→ **Data listing**:
--- START ---

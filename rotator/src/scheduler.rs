use crate::error::AppError;
use chrono::{NaiveTime, Utc};
use fs2::FileExt;
use rand::Rng;
use std::fmt;
use std::fs::OpenOptions;
use std::path::{Path, PathBuf};
use std::str::FromStr;
use std::time::Duration;
use tracing::info;

/// Named configuration profile mapping to distinct analyze/trade UTC windows
/// and a scoring bias.
#[derive(Debug, Copy, Clone, Eq, PartialEq, Hash, clap::ValueEnum)]
pub enum Region {
    Asia,
    Us,
}

impl Region {
    pub fn as_str(&self) -> &'static str {
        match self {
            Region::Asia => "asia",
            Region::Us => "us",
        }
    }
}

impl fmt::Display for Region {
    fn fmt(&self, f: &mut fmt::Formatter<'_>) -> fmt::Result {
        write!(f, "{}", self.as_str())
    }
}

impl FromStr for Region {
    type Err = String;

    fn from_str(value: &str) -> Result<Self, Self::Err> {
        match value.to_ascii_lowercase().as_str() {
            "asia" => Ok(Region::Asia),
            "us" => Ok(Region::Us),
            other => Err(format!("unknown region: {other}")),
        }
    }
}

/// Half-open UTC time window `[from, to)`, wrap-around midnight supported.
#[derive(Debug, Copy, Clone, Eq, PartialEq)]
pub struct Window {
    pub from: NaiveTime,
    pub to: NaiveTime,
}

impl Window {
    /// Parse `"HH:MM-HH:MM"`.
    pub fn parse(raw: &str) -> Result<Self, AppError> {
        let (from, to) = raw
            .split_once('-')
            .ok_or_else(|| AppError::Config(format!("window {raw:?} must be HH:MM-HH:MM")))?;
        let parse_time = |time: &str| {
            NaiveTime::parse_from_str(time.trim(), "%H:%M")
                .map_err(|error| AppError::Config(format!("window time {time:?}: {error}")))
        };
        Ok(Self {
            from: parse_time(from)?,
            to: parse_time(to)?,
        })
    }

    pub fn contains(&self, time: NaiveTime) -> bool {
        if self.from <= self.to {
            self.from <= time && time < self.to
        } else {
            // spans midnight
            time >= self.from || time < self.to
        }
    }

    pub fn contains_now(&self) -> bool {
        self.contains(Utc::now().time())
    }
}

/// Analyze and trade windows of one region.
#[derive(Debug, Copy, Clone, Eq, PartialEq)]
pub struct RegionWindows {
    pub analyze: Window,
    pub trade: Window,
}

impl RegionWindows {
    pub fn in_analyze_window(&self) -> bool {
        self.analyze.contains_now()
    }

    pub fn in_trade_window(&self) -> bool {
        self.trade.contains_now()
    }
}

/// Sleep a uniform random duration in `[0, max_sec]` before the first
/// outbound call, de-synchronising regions that start on the same cron edge.
pub async fn sleep_jitter(max_sec: u64) {
    if max_sec == 0 {
        return;
    }
    let delay = Duration::from_secs_f64(rand::rng().random_range(0.0..=max_sec as f64));
    info!(delay_ms = delay.as_millis() as u64, "startup jitter");
    tokio::time::sleep(delay).await;
}

/// Per-region advisory lock held for the lifetime of a run.
///
/// Acquisition is non-blocking: a second process on the same region exits
/// with "another instance running" instead of queueing behind the first.
#[derive(Debug)]
pub struct RegionLock {
    file: std::fs::File,
    path: PathBuf,
}

impl RegionLock {
    pub fn lock_path(lock_dir: &Path, region: Region) -> PathBuf {
        lock_dir.join(format!("{region}.lock"))
    }

    pub fn acquire(lock_dir: &Path, region: Region) -> Result<Self, AppError> {
        std::fs::create_dir_all(lock_dir)?;
        let path = Self::lock_path(lock_dir, region);
        let file = OpenOptions::new()
            .create(true)
            .truncate(false)
            .write(true)
            .open(&path)?;

        file.try_lock_exclusive().map_err(|_| {
            AppError::Lock(format!(
                "another instance running for region {region} ({})",
                path.display()
            ))
        })?;

        Ok(Self { file, path })
    }

    pub fn path(&self) -> &Path {
        &self.path
    }
}

impl Drop for RegionLock {
    fn drop(&mut self) {
        let _ = FileExt::unlock(&self.file);
    }
}

/// Cycle phases in execution order. Each phase owns one exit-code bit; a
/// run's exit code is the bitwise-or of its failed phases.
#[derive(Debug, Copy, Clone, Eq, PartialEq, Hash, clap::ValueEnum)]
pub enum Phase {
    // ValueEnum's kebab-case rename yields the canonical "pre-analyze"
    PreAnalyze,
    Analyze,
    Trade,
    Guard,
}

impl Phase {
    pub fn exit_bit(&self) -> u8 {
        match self {
            Phase::PreAnalyze => 0b0001,
            Phase::Analyze => 0b0010,
            Phase::Trade => 0b0100,
            Phase::Guard => 0b1000,
        }
    }

    pub const SEQUENCE: [Phase; 4] = [Phase::PreAnalyze, Phase::Analyze, Phase::Trade, Phase::Guard];
}

impl fmt::Display for Phase {
    fn fmt(&self, f: &mut fmt::Formatter<'_>) -> fmt::Result {
        let name = match self {
            Phase::PreAnalyze => "pre-analyze",
            Phase::Analyze => "analyze",
            Phase::Trade => "trade",
            Phase::Guard => "guard",
        };
        write!(f, "{name}")
    }
}

impl FromStr for Phase {
    type Err = String;

    fn from_str(value: &str) -> Result<Self, Self::Err> {
        match value.to_ascii_lowercase().as_str() {
            "pre-analyze" | "preanalyze" => Ok(Phase::PreAnalyze),
            "analyze" => Ok(Phase::Analyze),
            "trade" => Ok(Phase::Trade),
            "guard" => Ok(Phase::Guard),
            other => Err(format!("unknown phase: {other}")),
        }
    }
}

#[cfg(test)]
mod tests {
    use super::*;

    fn time(raw: &str) -> NaiveTime {
        NaiveTime::parse_from_str(raw, "%H:%M").unwrap()
    }

    #[test]
    fn test_window_parse_and_contains() {
        let window = Window::parse("01:30-03:00").unwrap();
        assert!(!window.contains(time("01:29")));
        assert!(window.contains(time("01:30")));
        assert!(window.contains(time("02:59")));
        assert!(!window.contains(time("03:00")));

        assert!(Window::parse("0130-0300").is_err());
        assert!(Window::parse("25:00-03:00").is_err());
    }

    #[test]
    fn test_window_spanning_midnight() {
        let window = Window::parse("23:00-01:00").unwrap();
        assert!(window.contains(time("23:30")));
        assert!(window.contains(time("00:30")));
        assert!(!window.contains(time("12:00")));
    }

    #[test]
    fn test_region_lock_is_exclusive() {
        let dir = tempfile::tempdir().unwrap();
        let first = RegionLock::acquire(dir.path(), Region::Asia).unwrap();

        let second = RegionLock::acquire(dir.path(), Region::Asia);
        assert!(matches!(second, Err(AppError::Lock(_))));

        // a different region locks independently
        let other = RegionLock::acquire(dir.path(), Region::Us);
        assert!(other.is_ok());

        drop(first);
        let reacquired = RegionLock::acquire(dir.path(), Region::Asia);
        assert!(reacquired.is_ok());
    }

    #[test]
    fn test_phase_exit_bits_compose() {
        let combined = Phase::Analyze.exit_bit() | Phase::Guard.exit_bit();
        assert_eq!(combined, 0b1010);
        assert_eq!(
            Phase::SEQUENCE
                .iter()
                .map(Phase::exit_bit)
                .fold(0, |acc, bit| acc | bit),
            0b1111
        );
    }

    #[test]
    fn test_phase_round_trip() {
        for phase in Phase::SEQUENCE {
            assert_eq!(phase.to_string().parse::<Phase>().unwrap(), phase);
        }
    }
}
use crate::balance::Wallet;
use chrono::{DateTime, Utc};
use derive_more::Constructor;
use rust_decimal::Decimal;
use serde::{Deserialize, Serialize};
use smol_str::SmolStr;
use std::fmt;

/// Time-bounded commitment by the venue to swap `from_asset` into `to_asset`
/// at `ratio`. Immutable once returned; stateful only via its `quote_id`.
#[derive(Debug, Clone, PartialEq, Eq, Deserialize, Serialize)]
pub struct Quote {
    pub quote_id: String,
    pub from_asset: SmolStr,
    pub to_asset: SmolStr,
    pub from_amount: Decimal,
    pub to_amount: Decimal,
    pub ratio: Decimal,
    pub inverse_ratio: Decimal,
    /// Millisecond timestamp after which the venue no longer honours this quote.
    pub valid_timestamp: i64,
    pub wallet: Wallet,
}

impl Quote {
    /// True while the venue still honours this quote at `now_ms`.
    pub fn is_valid_at(&self, now_ms: i64) -> bool {
        now_ms < self.valid_timestamp
    }
}

/// Convert order resulting from an accepted [`Quote`].
#[derive(Debug, Clone, PartialEq, Eq, Deserialize, Serialize)]
pub struct Order {
    pub order_id: String,
    pub quote_id: Option<String>,
    pub status: OrderStatus,
    pub from_asset: SmolStr,
    pub from_amount: Decimal,
    pub to_asset: SmolStr,
    pub to_amount: Decimal,
    pub ratio: Decimal,
    pub create_time: DateTime<Utc>,
}

/// Lifecycle: `Process` -> terminal, one-way.
#[derive(Debug, Copy, Clone, Eq, PartialEq, Hash, Deserialize, Serialize)]
#[serde(rename_all = "UPPERCASE")]
pub enum OrderStatus {
    Process,
    Success,
    Fail,
    Expired,
    Canceled,
}

impl OrderStatus {
    pub fn is_terminal(&self) -> bool {
        !matches!(self, OrderStatus::Process)
    }
}

impl fmt::Display for OrderStatus {
    fn fmt(&self, f: &mut fmt::Formatter<'_>) -> fmt::Result {
        let status = match self {
            OrderStatus::Process => "PROCESS",
            OrderStatus::Success => "SUCCESS",
            OrderStatus::Fail => "FAIL",
            OrderStatus::Expired => "EXPIRED",
            OrderStatus::Canceled => "CANCELED",
        };
        write!(f, "{status}")
    }
}

/// One Convert hop.
#[derive(Debug, Clone, Eq, PartialEq, Hash, Deserialize, Serialize, Constructor)]
pub struct RouteStep {
    pub from_asset: SmolStr,
    pub to_asset: SmolStr,
}

/// Ordered non-empty sequence of Convert hops from one asset to another,
/// possibly through hub assets. Quote limits are those of the first step.
#[derive(Debug, Clone, PartialEq, Eq, Deserialize, Serialize)]
pub struct ConvertRoute {
    pub steps: Vec<RouteStep>,
    pub min_quote: Decimal,
    pub max_quote: Decimal,
}

impl ConvertRoute {
    /// Single-hop route.
    pub fn direct(
        from: impl Into<SmolStr>,
        to: impl Into<SmolStr>,
        min_quote: Decimal,
        max_quote: Decimal,
    ) -> Self {
        Self {
            steps: vec![RouteStep::new(from.into(), to.into())],
            min_quote,
            max_quote,
        }
    }

    /// Two-hop route through `hub`.
    pub fn via_hub(
        from: impl Into<SmolStr>,
        hub: impl Into<SmolStr>,
        to: impl Into<SmolStr>,
        min_quote: Decimal,
        max_quote: Decimal,
    ) -> Self {
        let hub = hub.into();
        Self {
            steps: vec![
                RouteStep::new(from.into(), hub.clone()),
                RouteStep::new(hub, to.into()),
            ],
            min_quote,
            max_quote,
        }
    }

    pub fn is_direct(&self) -> bool {
        self.steps.len() == 1
    }

    /// True when the step chain is non-empty and contiguous
    /// (`steps[i].to_asset == steps[i+1].from_asset`).
    pub fn is_contiguous(&self) -> bool {
        !self.steps.is_empty()
            && self
                .steps
                .windows(2)
                .all(|pair| pair[0].to_asset == pair[1].from_asset)
    }

    /// Short human label: `direct` or `hub:<HUB>|<HUB>`.
    pub fn description(&self) -> String {
        if self.is_direct() {
            return "direct".to_string();
        }
        let hubs = self
            .steps
            .iter()
            .take(self.steps.len().saturating_sub(1))
            .map(|step| step.to_asset.as_str())
            .collect::<Vec<_>>()
            .join("|");
        format!("hub:{hubs}")
    }
}

impl fmt::Display for ConvertRoute {
    fn fmt(&self, f: &mut fmt::Formatter<'_>) -> fmt::Result {
        let mut first = true;
        for step in &self.steps {
            if !first {
                write!(f, " ")?;
            }
            write!(f, "{}->{}", step.from_asset, step.to_asset)?;
            first = false;
        }
        Ok(())
    }
}

/// A swap the planner (or guard) wants settled. `amount` is in units of
/// `from_asset`.
#[derive(Debug, Clone, PartialEq, Eq, Deserialize, Serialize, Constructor)]
pub struct RebalanceAction {
    pub from_asset: SmolStr,
    pub to_asset: SmolStr,
    pub amount: Decimal,
    pub route: ConvertRoute,
}

/// Append-only audit record, one per executed (or skipped) Convert leg.
///
/// `order_id` is present whenever `accepted` is true and the leg produced a
/// venue order.
#[derive(Debug, Clone, PartialEq, Deserialize, Serialize)]
pub struct ConvertHistoryRecord {
    #[serde(rename = "quoteId")]
    pub quote_id: Option<String>,
    #[serde(rename = "orderId", skip_serializing_if = "Option::is_none")]
    pub order_id: Option<String>,
    pub from_token: SmolStr,
    pub to_token: SmolStr,
    pub ratio: Option<Decimal>,
    #[serde(rename = "inverseRatio")]
    pub inverse_ratio: Option<Decimal>,
    pub from_amount: Option<Decimal>,
    pub to_amount: Option<Decimal>,
    #[serde(skip_serializing_if = "Option::is_none")]
    pub score: Option<f64>,
    #[serde(skip_serializing_if = "Option::is_none")]
    pub expected_profit: Option<f64>,
    #[serde(skip_serializing_if = "Option::is_none")]
    pub prob_up: Option<f64>,
    pub accepted: bool,
    #[serde(skip_serializing_if = "Option::is_none")]
    pub error_code: Option<i64>,
    #[serde(skip_serializing_if = "Option::is_none")]
    pub error_msg: Option<String>,
    /// Milliseconds since the Unix epoch.
    pub timestamp: i64,
}
/// Encodes bytes data.
pub trait Encoder {
    /// Encodes the bytes data into some `String` format.
    fn encode<Bytes>(&self, data: Bytes) -> String
    where
        Bytes: AsRef<[u8]>;
}

/// Encodes bytes data as a hex `String` using lowercase characters.
#[derive(Debug, Copy, Clone)]
pub struct HexEncoder;

impl Encoder for HexEncoder {
    fn encode<Bytes>(&self, data: Bytes) -> String
    where
        Bytes: AsRef<[u8]>,
    {
        hex::encode(data)
    }
}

--- END ---

→ **Description of the task**:
Above are the records; copy each line from them that includes the string "steps".

→ **Answer to this task**:
    pub steps: Vec<RouteStep>,
            steps: vec![RouteStep::new(from.into(), to.into())],
            steps: vec![
        self.steps.len() == 1
    /// (`steps[i].to_asset == steps[i+1].from_asset`).
        !self.steps.is_empty()
                .steps
            .steps
            .take(self.steps.len().saturating_sub(1))
        for step in &self.steps {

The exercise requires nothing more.